● Source material
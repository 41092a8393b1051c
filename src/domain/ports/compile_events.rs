//! Compile Event Port
//!
//! Provides an observable interface for compile runs.
//! Enables console progress, NDJSON event streams, and test assertions.

use std::path::PathBuf;

/// Which entry point started a compile run
#[derive(Debug, Clone, Copy, PartialEq, Eq)]
pub enum CompileMode {
    Full,
    Incremental,
}

impl CompileMode {
    pub fn as_str(&self) -> &'static str {
        match self {
            CompileMode::Full => "full",
            CompileMode::Incremental => "incremental",
        }
    }
}

/// Event emitted during a compile run
#[derive(Debug, Clone, PartialEq)]
pub enum CompileEvent {
    /// Candidate layout files have been collected
    Started {
        mode: CompileMode,
        candidate_count: usize,
    },

    /// One layout file was parsed
    FileParsed { path: PathBuf, view_count: usize },

    /// A merged layout has no views, so no holder is generated
    LayoutEmpty { layout: String },

    /// A holder was written
    OutputWritten { layout: String, path: PathBuf },

    /// A holder already had the generated content
    OutputUnchanged { layout: String, path: PathBuf },

    /// An orphaned holder was deleted
    OutputPruned { layout: String, path: PathBuf },

    /// Compile run finished
    Completed {
        written_count: usize,
        unchanged_count: usize,
        empty_count: usize,
        pruned_count: usize,
    },
}

/// Trait for receiving compile events
///
/// Implementations can be:
/// - ConsoleEventSink: progress lines on stderr
/// - JsonEventSink: NDJSON event stream for CI
/// - NoopEventSink: Silent operation
pub trait CompileEventSink: Send + Sync {
    /// Handle a compile event
    fn on_event(&self, event: CompileEvent);

    /// Check if this sink wants per-file events
    ///
    /// Summary-only sinks return false and only see `Started`/`Completed`.
    fn wants_detailed_events(&self) -> bool {
        true
    }
}

/// No-op event sink for silent operation
pub struct NoopEventSink;

impl CompileEventSink for NoopEventSink {
    fn on_event(&self, _event: CompileEvent) {}

    fn wants_detailed_events(&self) -> bool {
        false
    }
}

/// Test event sink that records all events
#[cfg(test)]
#[derive(Default, Clone)]
pub(crate) struct RecordingEventSink {
    pub(crate) events: std::sync::Arc<std::sync::Mutex<Vec<CompileEvent>>>,
}

#[cfg(test)]
impl RecordingEventSink {
    pub(crate) fn recorded(&self) -> Vec<CompileEvent> {
        self.events.lock().unwrap().clone()
    }
}

#[cfg(test)]
impl CompileEventSink for RecordingEventSink {
    fn on_event(&self, event: CompileEvent) {
        self.events.lock().unwrap().push(event);
    }
}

● Task instructions
Using the listing above, locate the lines that hold "derive" and copy each one.

● Finished exercise
#[derive(Debug, Clone, Copy, PartialEq, Eq)]
#[derive(Debug, Clone, PartialEq)]
#[derive(Default, Clone)]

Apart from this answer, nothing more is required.